[[ DATA SUPPLIED, beginning ]]

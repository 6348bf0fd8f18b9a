//! Migration files
//!
//! Loads `<key>-<name>.sql` (or `<key>_<name>.sql`) files from a directory and
//! returns them in ascending key order. This loader is where ordering is
//! decided; the plan and the applier only check and follow it.

use crate::errors::{io_error, Result};
use migrant_core::errors::MigrantError;
use migrant_core::{Migration, MigrationId, MigrationPlan};
use std::path::Path;

/// Split a file name into ordering key and name
///
/// Returns `Ok(None)` for files that are not migrations (no `.sql` suffix or
/// hidden files).
///
/// # Errors
///
/// `InvalidMigrationFileName` for a `.sql` file without a numeric key.
pub fn parse_file_name(file_name: &str) -> Result<Option<(MigrationId, String)>> {
    if file_name.starts_with('.') {
        return Ok(None);
    }
    let Some(stem) = file_name.strip_suffix(".sql") else {
        return Ok(None);
    };

    let invalid = || MigrantError::InvalidMigrationFileName {
        file_name: file_name.to_string(),
    };

    let key_len = stem.bytes().take_while(u8::is_ascii_digit).count();
    if key_len == 0 {
        return Err(invalid().into());
    }
    let (key, rest) = stem.split_at(key_len);
    let name = match rest.chars().next() {
        None => "",
        Some('-') | Some('_') => &rest[1..],
        Some(_) => return Err(invalid().into()),
    };

    let id = MigrationId::parse(key).map_err(|_| invalid())?;
    Ok(Some((id, name.to_string())))
}

/// Load every migration in `dir`, sorted by key
///
/// # Errors
///
/// - `Io` if the directory or a file cannot be read
/// - `InvalidMigrationFileName` for a badly named `.sql` file
/// - `DuplicateMigration` if two files share a key
pub fn load_dir(dir: &Path) -> Result<Vec<Migration>> {
    let entries = std::fs::read_dir(dir).map_err(|e| io_error("read_migrations_dir", e))?;

    let mut migrations = Vec::new();
    for entry in entries {
        let entry = entry.map_err(|e| io_error("read_migrations_dir", e))?;
        let path = entry.path();
        if !path.is_file() {
            continue;
        }
        let file_name = entry.file_name().to_string_lossy().into_owned();
        let Some((id, name)) = parse_file_name(&file_name)? else {
            continue;
        };
        let body = std::fs::read_to_string(&path).map_err(|e| io_error("read_migration", e))?;
        tracing::debug!(file = %path.display(), migration_id = %id, "loaded migration");
        migrations.push(Migration::new(id, name, body));
    }

    migrations.sort_by(|a, b| a.id().cmp(b.id()));
    if let Some(pair) = migrations.windows(2).find(|pair| pair[0].id() == pair[1].id()) {
        tracing::debug!(first = %pair[0].label(), second = %pair[1].label(), "duplicate migration key");
        return Err(MigrantError::DuplicateMigration {
            migration_id: pair[1].id().to_string(),
        }
        .into());
    }

    Ok(migrations)
}

/// Load `dir` into a validated plan
///
/// # Errors
///
/// Everything `load_dir` returns, plus `EmptyMigrationSet` when the directory
/// holds no migrations.
pub fn load_plan(dir: &Path) -> Result<MigrationPlan> {
    MigrationPlan::new(load_dir(dir)?)
}

#[cfg(test)]
mod tests {
    use super::*;

    #[test]
    fn test_parse_dash_and_underscore_names() {
        let (id, name) = parse_file_name("010-leads-created-date.sql").unwrap().unwrap();
        assert_eq!((id.as_str(), name.as_str()), ("010", "leads-created-date"));

        let (id, name) = parse_file_name("20240105120000_workers_tenant_id.sql")
            .unwrap()
            .unwrap();
        assert_eq!(id.version(), 20240105120000);
        assert_eq!(name, "workers_tenant_id");
    }

    #[test]
    fn test_parse_key_only() {
        let (id, name) = parse_file_name("042.sql").unwrap().unwrap();
        assert_eq!(id.as_str(), "042");
        assert!(name.is_empty());
    }

    #[test]
    fn test_non_migration_files_skipped() {
        assert!(parse_file_name("README.md").unwrap().is_none());
        assert!(parse_file_name(".010-hidden.sql").unwrap().is_none());
        assert!(parse_file_name("run-migrations.sh").unwrap().is_none());
    }

    #[test]
    fn test_badly_named_sql_rejected() {
        for name in ["cleanup.sql", "010a-typo.sql"] {
            let err = parse_file_name(name).unwrap_err();
            assert!(err.message().contains(name), "{}", err);
        }
    }
}
//! Test capture mode for deterministic logging assertions
//!
//! A test-only subscriber layer that stores every event in memory. The
//! subscriber is global, so tests running in parallel share one buffer; filter
//! by an op or environment name unique to the test.

use std::collections::HashMap;
use std::sync::{Arc, Mutex, OnceLock};
use tracing::field::{Field, Visit};
use tracing::{Level, Subscriber};
use tracing_subscriber::layer::{Context, SubscriberExt};
use tracing_subscriber::registry::LookupSpan;
use tracing_subscriber::util::SubscriberInitExt;
use tracing_subscriber::Layer;

/// A captured log event with all its fields
#[derive(Clone, Debug)]
pub struct CapturedEvent {
    pub level: Level,
    pub op: Option<String>,
    pub event: Option<String>,
    pub environment: Option<String>,
    pub migration_id: Option<String>,
    pub fields: HashMap<String, String>,
}

impl CapturedEvent {
    pub fn field(&self, name: &str) -> Option<&str> {
        self.fields.get(name).map(String::as_str)
    }
}

#[derive(Default)]
struct FieldVisitor {
    fields: HashMap<String, String>,
}

impl Visit for FieldVisitor {
    fn record_debug(&mut self, field: &Field, value: &dyn std::fmt::Debug) {
        self.fields
            .insert(field.name().to_string(), format!("{:?}", value));
    }

    fn record_str(&mut self, field: &Field, value: &str) {
        self.fields
            .insert(field.name().to_string(), value.to_string());
    }

    fn record_i64(&mut self, field: &Field, value: i64) {
        self.fields
            .insert(field.name().to_string(), value.to_string());
    }

    fn record_u64(&mut self, field: &Field, value: u64) {
        self.fields
            .insert(field.name().to_string(), value.to_string());
    }

    fn record_bool(&mut self, field: &Field, value: bool) {
        self.fields
            .insert(field.name().to_string(), value.to_string());
    }
}

/// Layer that pushes events into a shared buffer
pub struct TestCaptureLayer {
    events: Arc<Mutex<Vec<CapturedEvent>>>,
}

impl TestCaptureLayer {
    pub fn new() -> (Self, TestCapture) {
        let events = Arc::new(Mutex::new(Vec::new()));
        let layer = Self {
            events: events.clone(),
        };
        (layer, TestCapture { events })
    }
}

impl<S> Layer<S> for TestCaptureLayer
where
    S: Subscriber + for<'a> LookupSpan<'a>,
{
    fn on_event(&self, event: &tracing::Event<'_>, _ctx: Context<'_, S>) {
        let mut visitor = FieldVisitor::default();
        event.record(&mut visitor);
        let fields = visitor.fields;

        let captured = CapturedEvent {
            level: *event.metadata().level(),
            op: fields.get("op").cloned(),
            event: fields.get("event").cloned(),
            environment: fields.get("environment").cloned(),
            migration_id: fields.get("migration_id").cloned(),
            fields,
        };

        self.events
            .lock()
            .map(|mut events| events.push(captured))
            .ok();
    }
}

/// Handle for accessing captured events in tests
#[derive(Clone)]
pub struct TestCapture {
    events: Arc<Mutex<Vec<CapturedEvent>>>,
}

impl TestCapture {
    /// Get all captured events
    pub fn events(&self) -> Vec<CapturedEvent> {
        self.events.lock().map(|e| e.clone()).unwrap_or_default()
    }

    /// Events for one environment, in emission order
    pub fn events_for_environment(&self, environment: &str) -> Vec<CapturedEvent> {
        self.events()
            .into_iter()
            .filter(|e| e.environment.as_deref() == Some(environment))
            .collect()
    }

    /// Assert that an event exists with the given operation and event type
    ///
    /// # Panics
    ///
    /// Panics if the event is not found
    pub fn assert_event_exists(&self, op: &str, event: &str) {
        let events = self.events();
        let found = events
            .iter()
            .any(|e| e.op.as_deref() == Some(op) && e.event.as_deref() == Some(event));
        assert!(
            found,
            "Expected event op={} event={} not found in {} captured events",
            op,
            event,
            events.len()
        );
    }

    /// Count events matching a predicate
    pub fn count_events<F>(&self, predicate: F) -> usize
    where
        F: Fn(&CapturedEvent) -> bool,
    {
        self.events().iter().filter(|e| predicate(e)).count()
    }
}

static GLOBAL_CAPTURE: OnceLock<TestCapture> = OnceLock::new();

/// Initialize test capture mode
///
/// Installs the capture layer as the global subscriber on first call and
/// returns the shared handle on every call.
///
/// # Example
///
/// ```
/// use migrant_core::logging_facility::test_capture::init_test_capture;
/// use migrant_core::log_op_start;
///
/// let capture = init_test_capture();
/// log_op_start!("doc_example_op");
/// capture.assert_event_exists("doc_example_op", "start");
/// ```
pub fn init_test_capture() -> TestCapture {
    GLOBAL_CAPTURE
        .get_or_init(|| {
            let (layer, capture) = TestCaptureLayer::new();
            tracing_subscriber::registry().with(layer).init();
            capture
        })
        .clone()
}
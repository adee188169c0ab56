//! Collaborator seams provided by the embedding page runtime.
//!
//! The decoration services never touch a real page. Everything that reads
//! from or writes to the page goes through one of these traits, which keeps
//! the services synchronous, deterministic and testable with in-memory
//! fakes.

use book_core::model::ActivityId;

use crate::navbar::NavbarView;
use crate::reading_list::ReadingListNotice;

/// Discovers the activity container identifiers present on the current page.
///
/// Consulted only when the configuration carries no reported activity map;
/// callers must not invoke it otherwise.
pub trait ActivityScanner: Send + Sync {
    fn scan(&self) -> Vec<ActivityId>;
}

/// The page's progress indicator: a count display plus a percentage-driven
/// fill bar. Sink only, no return values.
pub trait ProgressIndicator: Send + Sync {
    fn set_counts(&self, completed: usize, possible: usize);
    /// Fill percentage. Not clamped by the caller; may exceed 100.
    fn set_fill(&self, percent: f64);
    /// Hide the indicator entirely (navigation pages).
    fn hide(&self);
    /// Style the indicator for an unauthenticated reader. Visual only.
    fn mark_logged_out(&self);
}

/// The page-level "mark complete" control.
pub trait CompletionControl: Send + Sync {
    /// Current label text of the control.
    fn label(&self) -> String;
    /// Invoke the control's completion action.
    fn complete(&self);
}

/// Applies a computed navbar view to the page chrome.
pub trait NavbarSurface: Send + Sync {
    fn apply(&self, view: &NavbarView);
}

/// Main-content hooks: status line, reading-list notice, and the signal
/// that deferred page components may finish loading.
pub trait ContentSurface: Send + Sync {
    fn set_status_message(&self, message: &str);
    fn append_notice(&self, notice: &ReadingListNotice);
    fn notify_components_ready(&self);
}

/// Fire-and-forget reports to the platform backend. The transport lives in
/// the embedding layer.
pub trait SessionBackend: Send + Sync {
    /// Report the reader's UTC offset in whole hours, west-positive.
    fn report_timezone_offset(&self, hours: i32);
}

[[ DATA SUPPLIED, end ]]

**PROBLEM REQUIREMENTS**
Please reproduce exactly the lines from the first one of the records above through the line containing "a numeric key.", both included, and nothing else.

**ANSWER FOR THIS EXERCISE**
repository 6348bf0fd8f18b9a
//! Migration files
//!
//! Loads `<key>-<name>.sql` (or `<key>_<name>.sql`) files from a directory and
//! returns them in ascending key order. This loader is where ordering is
//! decided; the plan and the applier only check and follow it.

use crate::errors::{io_error, Result};
use migrant_core::errors::MigrantError;
use migrant_core::{Migration, MigrationId, MigrationPlan};
use std::path::Path;

/// Split a file name into ordering key and name
///
/// Returns `Ok(None)` for files that are not migrations (no `.sql` suffix or
/// hidden files).
///
/// # Errors
///
/// `InvalidMigrationFileName` for a `.sql` file without a numeric key.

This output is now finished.